Stored data entries
══════

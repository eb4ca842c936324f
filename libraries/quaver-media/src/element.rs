//! Platform-agnostic media element trait
//!
//! Abstracts the underlying audio resource (an HTML audio element on the
//! web, a native output stream elsewhere) so the driver can be tested
//! without real audio hardware.

use crate::error::Result;
use serde::{Deserialize, Serialize};
use std::time::Duration;

/// Handle to a single audio resource
///
/// Implementors own exactly one loadable stream slot. Loading a new source
/// discards whatever was loaded before; there is no mixing and no second
/// channel. All methods are synchronous from the driver's point of view,
/// and playback failures surface through the `play` result rather than a
/// callback.
pub trait MediaElement: Send {
    /// Replace the current source and begin fetching it
    ///
    /// Resets the position to zero. The element stays paused until `play`
    /// is called.
    fn load(&mut self, url: &str);

    /// Start or resume playback of the loaded source
    ///
    /// # Returns
    /// * `Ok(())` - Playback started (or was already running)
    /// * `Err(_)` - Playback could not start; `MediaError::NotAllowed`
    ///   means the platform wants a user gesture first
    fn play(&mut self) -> Result<()>;

    /// Pause playback, keeping the loaded source and position
    fn pause(&mut self);

    /// Current playback position from the start of the source
    fn position(&self) -> Duration;

    /// Move the playback position
    fn set_position(&mut self, position: Duration);

    /// Total duration of the loaded source, once known
    ///
    /// Returns `None` until the element has read enough of the stream to
    /// know, and for live or endless sources that never report one.
    fn duration(&self) -> Option<Duration>;

    /// Current output volume in `0.0..=1.0`
    fn volume(&self) -> f32;

    /// Set the output volume in `0.0..=1.0`
    fn set_volume(&mut self, volume: f32);

    /// Set the playback rate (1.0 is normal speed)
    fn set_playback_rate(&mut self, rate: f32);

    /// Whether the element is currently paused
    fn is_paused(&self) -> bool;
}

/// Notifications a media element delivers to the driver
///
/// Mirrors the event set of a browser audio element. Payloads are read
/// back from the element itself when the event is handled, so the
/// variants carry no data.
#[derive(Debug, Clone, Copy, PartialEq, Eq, Serialize, Deserialize)]
pub enum MediaEvent {
    /// Playback started or resumed
    Play,
    /// Playback paused
    Pause,
    /// The playback position advanced
    TimeUpdate,
    /// The reported duration changed
    DurationChange,
    /// Enough data is buffered to start playing
    CanPlay,
    /// Playback reached the end of the source
    Ended,
    /// The element failed to fetch or decode the source
    Error,
}
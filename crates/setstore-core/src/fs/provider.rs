use std::fmt::Debug;
use std::path::Path;

use crate::error::Result;

/// Filesystem primitives needed by file-backed settings storages
pub trait StorageProvider: Send + Sync + Debug {
    /// Get the name of this provider
    fn name(&self) -> &str;

    /// Check if a path exists
    fn exists(&self, path: &Path) -> bool;

    /// Create a directory and all its parent directories
    fn create_dir_all(&self, path: &Path) -> Result<()>;

    /// Read a file to a string
    fn read_to_string(&self, path: &Path) -> Result<String>;

    /// Write a string to a file, replacing any previous content
    fn write_string(&self, path: &Path, contents: &str) -> Result<()>;
}
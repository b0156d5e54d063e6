use async_trait::async_trait;

use crate::error::Result;
use crate::settings::Settings;
use crate::storage::read_write::{ReadWriteSettingsStorage, SettingsSource};

/// Source that starts from a fixed document and never persists anything
#[derive(Debug, Clone, Default)]
pub struct MemorySource {
    initial: Settings,
}

impl MemorySource {
    pub fn new(initial: Settings) -> Self {
        Self { initial }
    }
}

#[async_trait]
impl SettingsSource for MemorySource {
    fn name(&self) -> &str {
        "memory"
    }

    async fn read(&self) -> Result<Settings> {
        Ok(self.initial.clone())
    }

    async fn write(&self, _settings: &Settings) -> Result<()> {
        Ok(())
    }
}

/// In-process storage; lost when the process exits
pub type MemorySettingsStorage = ReadWriteSettingsStorage<MemorySource>;
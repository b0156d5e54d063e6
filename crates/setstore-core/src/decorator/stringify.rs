use std::fmt;

use async_trait::async_trait;

use crate::error::{Error, Result};
use crate::settings::{plain_text, SettingsValue, StoreValue, Value};
use crate::storage::SettingsStorage;

/// Turns a value into the text handed to the inner storage
pub type Encoder = Box<dyn Fn(&Value) -> Result<String> + Send + Sync>;

/// Turns stored text back into a value; `None` falls back to the caller's default
pub type Decoder = Box<dyn Fn(&str) -> Option<Value> + Send + Sync>;

/// Encodes every written value to text and decodes every read one.
///
/// Null or absent stored values short-circuit to the caller's default without
/// reaching the decoder.
pub struct StringifyValueSettingsStorage<S> {
    inner: S,
    encode: Encoder,
    decode: Decoder,
}

impl<S: SettingsStorage> StringifyValueSettingsStorage<S> {
    pub fn new(inner: S, encode: Encoder, decode: Decoder) -> Self {
        Self {
            inner,
            encode,
            decode,
        }
    }

    /// Values stored as JSON text
    pub fn json(inner: S) -> Self {
        Self::new(
            inner,
            Box::new(|value: &Value| {
                serde_json::to_string(value).map_err(|e| Error::serialization("json", e))
            }),
            Box::new(|text: &str| serde_json::from_str::<Value>(text).ok()),
        )
    }

    pub fn inner(&self) -> &S {
        &self.inner
    }

    fn encode(&self, value: &Value) -> Result<Value> {
        (self.encode)(value).map(Value::String)
    }

    fn decode(&self, stored: Value) -> Option<Value> {
        if stored.is_null() {
            return None;
        }
        (self.decode)(&plain_text(&stored)).filter(|value| !value.is_null())
    }

    fn decode_entry(&self, entry: SettingsValue) -> SettingsValue {
        let value = self.decode(entry.value).unwrap_or(Value::Null);
        SettingsValue { value, ..entry }
    }
}

impl<S: fmt::Debug> fmt::Debug for StringifyValueSettingsStorage<S> {
    fn fmt(&self, f: &mut fmt::Formatter<'_>) -> fmt::Result {
        f.debug_struct("StringifyValueSettingsStorage")
            .field("inner", &self.inner)
            .finish_non_exhaustive()
    }
}

#[async_trait]
impl<S: SettingsStorage> SettingsStorage for StringifyValueSettingsStorage<S> {
    fn name(&self) -> &str {
        self.inner.name()
    }

    async fn delete(&self, key: &str, module: Option<&str>) -> Result<()> {
        self.inner.delete(key, module).await
    }

    async fn delete_all(&self, module: Option<&str>) -> Result<()> {
        self.inner.delete_all(module).await
    }

    async fn delete_all_modules(&self) -> Result<()> {
        self.inner.delete_all_modules().await
    }

    async fn get(&self, key: &str, default: Value, module: Option<&str>) -> Result<Value> {
        let stored = self.inner.get(key, Value::Null, module).await?;
        Ok(self.decode(stored).unwrap_or(default))
    }

    async fn get_all(&self, module: Option<&str>) -> Result<Vec<SettingsValue>> {
        let entries = self.inner.get_all(module).await?;
        Ok(entries.into_iter().map(|entry| self.decode_entry(entry)).collect())
    }

    async fn get_all_modules(&self) -> Result<Vec<SettingsValue>> {
        let entries = self.inner.get_all_modules().await?;
        Ok(entries.into_iter().map(|entry| self.decode_entry(entry)).collect())
    }

    async fn has(&self, key: &str, module: Option<&str>) -> Result<bool> {
        self.inner.has(key, module).await
    }

    async fn store(&self, key: &str, value: Value, module: Option<&str>) -> Result<()> {
        let encoded = self.encode(&value)?;
        self.inner.store(key, encoded, module).await
    }

    async fn store_all(&self, values: Vec<StoreValue>) -> Result<()> {
        let values = values
            .into_iter()
            .map(|value| {
                Ok(StoreValue {
                    value: self.encode(&value.value)?,
                    ..value
                })
            })
            .collect::<Result<Vec<_>>>()?;
        self.inner.store_all(values).await
    }
}
//! # Setstore Filesystem Errors
//!
//! Defines error types specific to the filesystem provider layer.
//!
//! [`StorageSystemError`] covers the failures a [`StorageProvider`](super::StorageProvider)
//! can report while file-backed settings storages read or flush their document:
//! raw I/O errors, missing files and paths that cannot be resolved.
use std::path::PathBuf;
use thiserror::Error;

#[derive(Debug, Error)]
pub enum StorageSystemError {
    #[error("I/O error during operation '{operation}' on path '{path}': {source}")]
    Io {
        path: PathBuf,
        operation: String,
        #[source]
        source: std::io::Error,
    },

    #[error("File not found at path: {0}")]
    FileNotFound(PathBuf),

    #[error("Invalid path provided: '{path}': {reason}")]
    InvalidPath { path: PathBuf, reason: String },
}

// Helper for creating Io errors, ensuring path is always included.
impl StorageSystemError {
    pub fn io(source: std::io::Error, operation: impl Into<String>, path: PathBuf) -> Self {
        StorageSystemError::Io {
            source,
            operation: operation.into(),
            path,
        }
    }
}
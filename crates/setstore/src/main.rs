mod cli;

use std::process::ExitCode;
use std::sync::Arc;

use clap::Parser;
use log::debug;
use setstore_core::settings::{from_entries, plain_text};
use setstore_core::{build_storage, LogSelectionLogger, Result, SettingsStorage};

use crate::cli::{parse_default, parse_value, CliArgs, Commands};

#[tokio::main]
async fn main() -> ExitCode {
    let args = CliArgs::parse();

    let env = env_logger::Env::default().default_filter_or(args.log_level());
    if let Err(e) = env_logger::Builder::from_env(env).try_init() {
        eprintln!("Failed to initialize logging: {}", e);
    }

    match run(args).await {
        Ok(()) => ExitCode::SUCCESS,
        Err(e) => {
            eprintln!("Error: {}", e);
            ExitCode::FAILURE
        }
    }
}

async fn run(args: CliArgs) -> Result<()> {
    let config = args.storage_config()?;
    debug!("Storage configuration: {:?}", config);
    let storage = build_storage(&config, Arc::new(LogSelectionLogger)).await;

    match args.command {
        Commands::Get { key, default } => {
            let value = storage.get(&key, parse_default(default.as_deref()), None).await?;
            if !value.is_null() {
                println!("{}", plain_text(&value));
            }
        }
        Commands::Store { key, value, json } => {
            storage.store(&key, parse_value(&value, json)?, None).await?;
        }
        Commands::Delete { key } => storage.delete(&key, None).await?,
        Commands::Has { key } => println!("{}", storage.has(&key, None).await?),
        Commands::List { all_modules } => list(storage.as_ref(), all_modules).await?,
        Commands::Clear { all_modules } => {
            if all_modules {
                storage.delete_all_modules().await?;
            } else {
                storage.delete_all(None).await?;
            }
        }
        Commands::Export { format } => {
            let settings = from_entries(storage.get_all_modules().await?);
            println!("{}", format.serialize(&settings)?.trim_end());
        }
    }
    Ok(())
}

async fn list(storage: &dyn SettingsStorage, all_modules: bool) -> Result<()> {
    if all_modules {
        for entry in storage.get_all_modules().await? {
            println!("{}.{}={}", entry.module, entry.key, plain_text(&entry.value));
        }
    } else {
        for entry in storage.get_all(None).await? {
            println!("{}={}", entry.key, plain_text(&entry.value));
        }
    }
    Ok(())
}
//! Module/key/value settings storage with interchangeable backends.
//!
//! Every backend implements [`SettingsStorage`]. Decorators in [`decorator`]
//! wrap a backend to change one aspect of it, and [`BackendSelector`] picks the
//! first backend that works in the current environment.
pub mod config;
pub mod decorator;
pub mod error;
pub mod flat;
pub mod format;
pub mod fs;
pub mod ini;
pub mod selector;
pub mod settings;
pub mod storage;

// Re-export the main types for the CLI and embedders
pub use config::{build_browser_storage, build_storage, StorageConfig, ValueEncoding};
pub use error::{Error, Result};
pub use flat::{FlatSettings, ModuleView};
pub use format::SettingsFormat;
pub use ini::IniCodec;
pub use selector::{BackendSelector, Candidate, LogSelectionLogger, SelectionEvent, SelectionLogger};
pub use settings::{Settings, SettingsValue, StoreValue, Value, DEFAULT_MODULE};
pub use storage::SettingsStorage;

══════

TASK GOAL:
Among the lines above, repeat exactly those from the line with "impl<S: SettingsStorage> StringifyValueSettingsStorage<S>" to the line with "fn encode(&self, value: &Value)", counting both ends.

SOLUTION TO THE EXERCISE:
impl<S: SettingsStorage> StringifyValueSettingsStorage<S> {
    pub fn new(inner: S, encode: Encoder, decode: Decoder) -> Self {
        Self {
            inner,
            encode,
            decode,
        }
    }

    /// Values stored as JSON text
    pub fn json(inner: S) -> Self {
        Self::new(
            inner,
            Box::new(|value: &Value| {
                serde_json::to_string(value).map_err(|e| Error::serialization("json", e))
            }),
            Box::new(|text: &str| serde_json::from_str::<Value>(text).ok()),
        )
    }

    pub fn inner(&self) -> &S {
        &self.inner
    }

    fn encode(&self, value: &Value) -> Result<Value> {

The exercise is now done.